Application and development of international law

The Strategy recognised the well-established position that existing international law - including the UN Charter in its entirety - provides the framework for responsible state behaviour in cyberspace. The international community, including the permanent members of the United Nations (UN) Security Council recognised this in the 2013 and 2015 reports of the UN Group of Governmental Experts on the use of Information Communications Technologies in the Context of International Security (UNGGE), as adopted by the UN General Assembly. Australia also acknowledged that activities conducted in cyberspace raise new challenges for how international law applies. To deepen understandings and set clear expectations, Australia encourages states to be transparent in how they interpret existing international law as it applies to state conduct in cyberspace. The Strategy, and this supplement, form part of Australia’s ongoing effort to make its views on the applicability of international law public.
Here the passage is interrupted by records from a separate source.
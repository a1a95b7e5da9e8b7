use anyhow::{anyhow, Context, Result};
use dirs::{config_dir, data_dir};
use serde::{Deserialize, Serialize};
use std::path::{Path, PathBuf};

/// Main configuration structure for reltrack
#[derive(Debug, Deserialize, Serialize, Clone, Default)]
pub struct Config {
    /// Tracked repository database
    #[serde(default)]
    pub database: DatabaseConfig,

    /// GitHub authentication and lookup settings
    #[serde(default)]
    pub github: GitHubConfig,

    /// Release synchronization settings
    #[serde(default)]
    pub sync: SyncConfig,

    /// Logging configuration
    #[serde(default)]
    pub logging: LoggingConfig,
}

/// Database configuration
#[derive(Debug, Deserialize, Serialize, Clone)]
pub struct DatabaseConfig {
    /// SQLite file location (environment variables and ~ are expanded)
    #[serde(default = "default_database_path")]
    pub path: String,
}

/// GitHub configuration
#[derive(Debug, Deserialize, Serialize, Clone)]
pub struct GitHubConfig {
    /// Authentication method
    #[serde(default = "default_auth_method")]
    pub auth_method: String, // "auto", "gh_cli", "token", "none"

    /// Host name accepted in repository URLs
    #[serde(default = "default_host")]
    pub host: String,

    /// REST API base URL, for GitHub Enterprise (defaults to api.github.com)
    #[serde(default)]
    pub api_base: Option<String>,

    /// Check that a repository exists upstream before tracking it
    #[serde(default = "default_true")]
    pub verify_on_add: bool,
}

/// Synchronization configuration
#[derive(Debug, Deserialize, Serialize, Clone)]
pub struct SyncConfig {
    /// Maximum concurrent upstream requests when syncing all repositories
    #[serde(default = "default_max_parallel")]
    pub max_parallel: usize,
}

/// Logging configuration
#[derive(Debug, Deserialize, Serialize, Clone)]
pub struct LoggingConfig {
    /// Log level
    #[serde(default = "default_log_level")]
    pub level: String, // "info"

    /// Log format
    #[serde(default = "default_log_format")]
    pub format: String, // "compact", "pretty", "full"
}

// Default value functions
fn default_database_path() -> String {
    match data_dir() {
        Some(dir) => dir.join("reltrack").join("tracker.db").display().to_string(),
        None => "~/.local/share/reltrack/tracker.db".to_string(),
    }
}
fn default_auth_method() -> String {
    "auto".to_string()
}
fn default_host() -> String {
    "github.com".to_string()
}
fn default_true() -> bool {
    true
}
fn default_max_parallel() -> usize {
    4
}
fn default_log_level() -> String {
    "info".to_string()
}
fn default_log_format() -> String {
    "compact".to_string()
}

// Default implementations
impl Default for DatabaseConfig {
    fn default() -> Self {
        Self {
            path: default_database_path(),
        }
    }
}

impl Default for GitHubConfig {
    fn default() -> Self {
        Self {
            auth_method: default_auth_method(),
            host: default_host(),
            api_base: None,
            verify_on_add: default_true(),
        }
    }
}

impl Default for SyncConfig {
    fn default() -> Self {
        Self {
            max_parallel: default_max_parallel(),
        }
    }
}

impl Default for LoggingConfig {
    fn default() -> Self {
        Self {
            level: default_log_level(),
            format: default_log_format(),
        }
    }
}

impl Config {
    /// Load configuration from the default location or create a default config
    pub fn load_or_default() -> Result<Self> {
        let config_path = Self::default_config_path()?;

        if config_path.exists() {
            Self::load(&config_path)
        } else {
            let config = Self::default();

            if let Some(parent) = config_path.parent() {
                std::fs::create_dir_all(parent)
                    .with_context(|| format!("Failed to create config directory: {:?}", parent))?;
            }

            config.save(&config_path)?;

            tracing::info!("Created default configuration at: {:?}", config_path);
            Ok(config)
        }
    }

    /// Load configuration from a specific file
    pub fn load(path: &Path) -> Result<Self> {
        let content = std::fs::read_to_string(path)
            .with_context(|| format!("Failed to read config file: {:?}", path))?;

        let mut config: Config = serde_yaml::from_str(&content)
            .with_context(|| format!("Failed to parse config file: {:?}", path))?;

        config.expand_paths()?;
        config.validate()?;

        Ok(config)
    }

    /// Save configuration to a file
    pub fn save(&self, path: &Path) -> Result<()> {
        let content = serde_yaml::to_string(self).context("Failed to serialize configuration")?;

        std::fs::write(path, content)
            .with_context(|| format!("Failed to write config file: {:?}", path))?;

        Ok(())
    }

    /// Get the default configuration file path (XDG compliant)
    pub fn default_config_path() -> Result<PathBuf> {
        let config_dir = config_dir().context("Failed to get user config directory")?;

        Ok(config_dir.join("reltrack").join("config.yml"))
    }

    /// Expand environment variables and ~ in configuration paths
    pub fn expand_paths(&mut self) -> Result<()> {
        self.database.path = shellexpand::full(&self.database.path)
            .context("Failed to expand database path")?
            .into_owned();

        Ok(())
    }

    /// Reject settings that would only fail later
    pub fn validate(&self) -> Result<()> {
        if self.sync.max_parallel == 0 {
            return Err(anyhow!("sync.max_parallel must be at least 1"));
        }
        if self.github.host.trim().is_empty() {
            return Err(anyhow!("github.host must not be empty"));
        }
        Ok(())
    }

    /// Database location with paths expanded
    pub fn database_path(&self) -> Result<PathBuf> {
        let expanded = shellexpand::full(&self.database.path)
            .context("Failed to expand database path")?;
        Ok(PathBuf::from(expanded.as_ref()))
    }
}

#[cfg(test)]
mod tests {
    use super::*;
    use serial_test::serial;
    use std::env;
    use tempfile::TempDir;

    #[test]
    fn test_config_default_values() {
        let config = Config::default();

        assert_eq!(config.github.auth_method, "auto");
        assert_eq!(config.github.host, "github.com");
        assert!(config.github.api_base.is_none());
        assert!(config.github.verify_on_add);
        assert_eq!(config.sync.max_parallel, 4);
        assert_eq!(config.logging.level, "info");
        assert_eq!(config.logging.format, "compact");
        assert!(config.database.path.ends_with("tracker.db"));
    }

    #[test]
    #[serial]
    fn test_expand_paths() {
        env::set_var("TEST_RELTRACK_HOME", "/test/home");

        let mut config = Config::default();
        config.database.path = "${TEST_RELTRACK_HOME}/tracker.db".to_string();

        config.expand_paths().expect("Failed to expand paths");

        assert_eq!(config.database.path, "/test/home/tracker.db");
        assert_eq!(
            config.database_path().unwrap(),
            PathBuf::from("/test/home/tracker.db")
        );

        env::remove_var("TEST_RELTRACK_HOME");
    }

    #[test]
    fn test_config_load_nonexistent_file() {
        let result = Config::load(Path::new("/nonexistent/path/config.yml"));
        assert!(result.is_err());
    }

    #[test]
    fn test_config_save_and_load() {
        let temp_dir = TempDir::new().expect("Failed to create temp dir");
        let config_path = temp_dir.path().join("config.yml");

        let mut config = Config::default();
        config.database.path = "/custom/tracker.db".to_string();
        config.github.auth_method = "none".to_string();
        config.sync.max_parallel = 8;

        config.save(&config_path).expect("Failed to save config");
        let loaded = Config::load(&config_path).expect("Failed to load config");

        assert_eq!(loaded.database.path, "/custom/tracker.db");
        assert_eq!(loaded.github.auth_method, "none");
        assert_eq!(loaded.sync.max_parallel, 8);
    }

    #[test]
    fn test_yaml_parsing_with_partial_sections() {
        let yaml_content = r#"
database:
  path: "/var/lib/reltrack/tracker.db"
github:
  auth_method: "token"
  api_base: "https://github.example.com/api/v3"
  host: "github.example.com"
  verify_on_add: false
logging:
  level: "debug"
"#;

        let config: Config = serde_yaml::from_str(yaml_content).expect("Failed to parse YAML");

        assert_eq!(config.database.path, "/var/lib/reltrack/tracker.db");
        assert_eq!(config.github.auth_method, "token");
        assert_eq!(
            config.github.api_base.as_deref(),
            Some("https://github.example.com/api/v3")
        );
        assert_eq!(config.github.host, "github.example.com");
        assert!(!config.github.verify_on_add);
        assert_eq!(config.sync.max_parallel, 4);
        assert_eq!(config.logging.level, "debug");
        assert_eq!(config.logging.format, "compact");
    }

    #[test]
    fn test_validate_rejects_zero_parallelism() {
        let temp_dir = TempDir::new().unwrap();
        let config_path = temp_dir.path().join("config.yml");
        std::fs::write(&config_path, "sync:\n  max_parallel: 0\n").unwrap();

        let err = Config::load(&config_path).unwrap_err();
        assert!(err.to_string().contains("max_parallel"));
    }

    #[test]
    fn test_config_default_path_xdg() {
        let default_path = Config::default_config_path().expect("Failed to get default path");
        assert!(default_path.to_string_lossy().contains("reltrack"));
        assert!(default_path.to_string_lossy().ends_with("config.yml"));
    }
}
The law on the use of force (jus ad bellum) and the principle of non-intervention

The United Nations Charter (Charter) and associated rules of customary international law apply to activities conducted in cyberspace. Article 2(3) of the Charter requires states to seek the peaceful settlement of disputes and Article 2(4) prohibits the threat or use of force by a state against the territorial integrity or political independence of another state, or in any manner inconsistent with the purposes of the UN. In the Strategy, Australia made clear that these obligations – and the UN Charter in its entirety, including those obligations, apply in cyberspace as they do in the physical realm.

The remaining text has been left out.